What is a protein?
What do proteins do?
What does protein structure tell us?
What do proteins look like?
Why do we need to predict protein structure?
How is Protinfo different from other approaches?
Protein structure prediction is an active area of research, and no one method or methodology is "best" for all situations. The public success of projects like Folding@Home, POEM@Home, Human Proteome Folding, and Rosetta@Home are evidence of the interest in solving this computationally challenging problem. We wish to offer another approach that differs in certain subtle but significant ways that can provide complementary and competitive results.
Some approaches (like Folding@Home and POEM@Home) simulate the protein folding process as we believe it occurs in real life, where physical energies are minimized. Protinfo (like Human Proteome Folding and Rosetta@Home) uses a minimization of "statistical energies" to identify likely protein structures, but with a slightly different approach. Rather than relying on a single complex energy function, Protinfo uses a simple, easily evaluated function and chooses the best structures by following up with a set of more sophisticated functions. Another difference is that Protinfo uses a novel continuous sampling methodology that enables us to explore good structures more finely. The continuous sampling methodology incurs little memory overhead and evaluating our compact energy function is very fast. This allows Protinfo to run on almost any computer.
The Protinfo structure predictions have been ranked as some of the best by the Critical Assessment of Structure Prediction (CASP) competition since 1994. You can read more about Protinfo on the researchers' page about this project.
Why is protein structure prediction so difficult?
Two factors that make protein structure prediction challenging are the nature of the energy functions, and the vast search space.
The environment of a protein is populated with many other atoms and molecules. If the program were simulating a process that happened in vacuo or even in a non-polar solvent (instead of the aqueous environment of the cytoplasm) it would be much easier. The presence of polar and polarizable solvent molecules make accurate calculation of electrostatic forces extremely difficult. In addition, the main "force" in protein folding is the hydrophobic effect. This arises from the interactions between atoms within the protein, their interactions with the solvent atoms and the interactions between the solvent atoms. In simulations such as Protinfo, Human Proteome Folding, and Rosetta@Home, the effect of these solvent dependent interactions is approximated in the statistical energies.

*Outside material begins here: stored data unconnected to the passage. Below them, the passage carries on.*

#[cfg(test)]
mod tests {
    use std::time::Duration;

    use parking_lot::Mutex;
    use treeview_core::DispatcherConfig;

    use super::*;
    use crate::factory::source;
    use crate::nodes::{BranchDataNode, FileDataNode};

    fn model(root: &NodeRef) -> DataNodeTreeModel {
        let dispatcher = EventDispatcher::new(DispatcherConfig::with_name("model-test")).unwrap();
        DataNodeTreeModel::with_dispatcher(
            root.clone(),
            Arc::new(dispatcher),
            ExpanderConfig::default(),
        )
    }

    fn branch(name: &str) -> NodeRef {
        Arc::new(BranchDataNode::new(name, Vec::new()))
    }

    fn branch_of(name: &str, children: &[&NodeRef]) -> NodeRef {
        let sources = children.iter().map(|c| source((*c).clone())).collect();
        Arc::new(BranchDataNode::new(name, sources))
    }

    fn expand(model: &DataNodeTreeModel, node: &NodeRef) {
        model.child_count(node).unwrap();
        let expander = model.expander(node).unwrap().unwrap();
        assert!(expander.wait_until_stopped(Duration::from_secs(5)));
    }

    #[test]
    fn test_new_model_holds_root() {
        let root = branch("root");
        let model = model(&root);

        assert!(crate::same_node(&model.root(), &root));
        assert!(model.contains_node(&root));
        assert_eq!(model.node_count(), 1);
        assert_eq!(model.path_to_root(&root).unwrap().len(), 1);
        assert_eq!(
            model.expansion_state(&root).unwrap(),
            ExpansionState::Unexpanded
        );
    }

    #[test]
    fn test_insert_and_lookup() {
        let root = branch("root");
        let model = model(&root);
        let (a, b, c) = (branch("a"), branch("b"), branch("c"));

        model.append_node(a.clone(), &root).unwrap();
        model.append_node(c.clone(), &root).unwrap();
        model.insert_node(b.clone(), &root, 1).unwrap();

        let names: Vec<String> = model
            .current_children(&root)
            .unwrap()
            .iter()
            .map(|n| n.name())
            .collect();
        assert_eq!(names, ["a", "b", "c"]);
        assert_eq!(model.index_of_child(&root, &c), Some(2));
        assert!(crate::same_node(&model.child(&root, 1).unwrap(), &b));
        assert_eq!(model.node_count(), 4);

        let path = model.path_to_root(&b).unwrap();
        assert!(crate::same_node(&path[0], &root));
        assert!(crate::same_node(&path[1], &b));
    }

    #[test]
    fn test_insert_errors() {
        let root = branch("root");
        let model = model(&root);
        let a = branch("a");
        model.append_node(a.clone(), &root).unwrap();

        assert!(matches!(
            model.append_node(a.clone(), &root),
            Err(TreeError::NodeAlreadyInModel { .. })
        ));
        assert!(matches!(
            model.insert_node(branch("x"), &root, 5),
            Err(TreeError::IndexOutOfRange { index: 5, len: 1 })
        ));
        assert!(matches!(
            model.append_node(branch("y"), &branch("stranger")),
            Err(TreeError::NodeNotInModel { .. })
        ));
        assert!(matches!(
            model.child(&root, 1),
            Err(TreeError::IndexOutOfRange { index: 1, len: 1 })
        ));
    }

    #[test]
    fn test_remove_discards_subtree() {
        let root = branch("root");
        let model = model(&root);
        let (x, y, z) = (branch("x"), branch("y"), branch("z"));
        model.append_node(x.clone(), &root).unwrap();
        model.append_node(y.clone(), &x).unwrap();
        model.append_node(z.clone(), &y).unwrap();

        model.remove_node(&x).unwrap();

        assert!(!model.contains_node(&x));
        assert!(!model.contains_node(&y));
        assert!(!model.contains_node(&z));
        assert_eq!(model.node_count(), 1);
        assert_eq!(model.index_of_child(&root, &x), None);
        assert!(model.path_to_root(&z).is_none());
    }

    #[test]
    fn test_root_operations_rejected() {
        let root = branch("root");
        let model = model(&root);

        assert!(matches!(
            model.remove_node(&root),
            Err(TreeError::RootOperation { op: "remove" })
        ));
        assert!(matches!(
            model.replace_node(&root, branch("other")),
            Err(TreeError::RootOperation { op: "replace" })
        ));
    }

    #[test]
    fn test_replace_keeps_position() {
        let root = branch("root");
        let model = model(&root);
        let (a, b, c) = (branch("a"), branch("b"), branch("c"));
        model.append_node(a.clone(), &root).unwrap();
        model.append_node(b.clone(), &root).unwrap();
        let below_b = branch("below-b");
        model.append_node(below_b.clone(), &b).unwrap();

        model.set_value_for_path(&[root.clone(), b.clone()], c.clone()).unwrap();

        assert_eq!(model.index_of_child(&root, &c), Some(1));
        assert!(!model.contains_node(&b));
        assert!(!model.contains_node(&below_b));
        assert_eq!(model.node_count(), 3);
    }

    #[test]
    fn test_set_root_discards_everything() {
        let root = branch("root");
        let model = model(&root);
        let a = branch("a");
        model.append_node(a.clone(), &root).unwrap();

        let new_root = branch("new");
        model.set_root(new_root.clone()).unwrap();

        assert!(crate::same_node(&model.root(), &new_root));
        assert!(!model.contains_node(&root));
        assert!(!model.contains_node(&a));
        assert_eq!(model.node_count(), 1);
    }

    #[test]
    fn test_expansion_appends_in_order() {
        let (a, b, c) = (branch("a"), branch("b"), branch("c"));
        let root = branch_of("root", &[&a, &b, &c]);
        let model = model(&root);

        assert_eq!(model.child_count(&root).unwrap(), 0);
        expand(&model, &root);

        assert_eq!(model.child_count(&root).unwrap(), 3);
        for (i, node) in [&a, &b, &c].into_iter().enumerate() {
            assert!(crate::same_node(&model.child(&root, i).unwrap(), node));
        }
        assert_eq!(
            model.expansion_state(&root).unwrap(),
            ExpansionState::Complete
        );
    }

    #[test]
    fn test_leaf_expands_inline() {
        let root = branch("root");
        let model = model(&root);
        let leaf: NodeRef = Arc::new(FileDataNode::new("/tmp/leaf"));
        model.append_node(leaf.clone(), &root).unwrap();

        assert!(model.is_leaf(&leaf));
        assert_eq!(model.child_count(&leaf).unwrap(), 0);
        assert_eq!(
            model.expansion_state(&leaf).unwrap(),
            ExpansionState::Complete
        );
    }

    #[test]
    fn test_refresh_root_rehouses_root() {
        let a = branch("a");
        let root = branch_of("root", &[&a]);
        let model = model(&root);
        expand(&model, &root);
        let before = model.model_node(&root).unwrap();

        model.refresh_node(&root).unwrap();

        let after = model.model_node(&root).unwrap();
        assert!(!Arc::ptr_eq(&before, &after));
        assert!(before.is_discarded());
        assert!(crate::same_node(&model.root(), &root));
        assert!(model.current_children(&root).unwrap().is_empty());
        assert!(!model.contains_node(&a));
        assert_eq!(
            model.expansion_state(&root).unwrap(),
            ExpansionState::Unexpanded
        );

        expand(&model, &root);
        assert_eq!(model.child_count(&root).unwrap(), 1);
    }

    #[test]
    fn test_events_follow_mutations() {
        let root = branch("root");
        let model = model(&root);
        let seen = Arc::new(Mutex::new(Vec::new()));
        let sink = seen.clone();
        model.events().connect(move |event: &TreeModelEvent| {
            sink.lock().push(event.kind());
        });

        let a = branch("a");
        model.append_node(a.clone(), &root).unwrap();
        model.repaint_node(&a).unwrap();
        model.repaint_node(&root).unwrap();
        model.refresh_node(&a).unwrap();
        model.remove_node(&a).unwrap();
        model.flush_events().unwrap();

        assert_eq!(
            *seen.lock(),
            [
                "nodes_inserted",
                "nodes_changed",
                "structure_changed",
                "nodes_removed"
            ]
        );
    }

    #[test]
    fn test_claim_expansion() {
        let a = branch("a");
        let root = branch_of("root", &[&a]);
        let model = model(&root);

        let first = model.claim_expansion(&root).unwrap().unwrap();
        // Unfinished: the next claim refreshes and hands out a new one.
        let second = model.claim_expansion(&root).unwrap().unwrap();
        assert!(!Arc::ptr_eq(&first, &second));
        assert!(first.is_stopped());

        second.expand_node();
        assert!(second.is_complete());
        assert!(model.claim_expansion(&root).unwrap().is_none());
        assert_eq!(model.current_children(&root).unwrap().len(), 1);
    }
}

The development of better solvent models and simulations is another active area of research that will eventually address these problems.
The other limiting factor is the number of possible structures, or conformations, that need to be sampled for a protein. Even with a completely accurate energy function, there is still a need to sample the possible conformations finely enough to find the right one. Not only is the number of possible conformations huge (see Levinthal paradox), it is made even more difficult by the extremely complicated energy landscape. Most of the usual global optimization techniques that could be used with a well behaved function will fail when applied to protein folding. Luckily, of the two problems, this is probably the lesser. With increased CPU power and improved sampling techniques generally some accurate structures are usually generated - but without the completely accurate energy function we are not always able to identify them.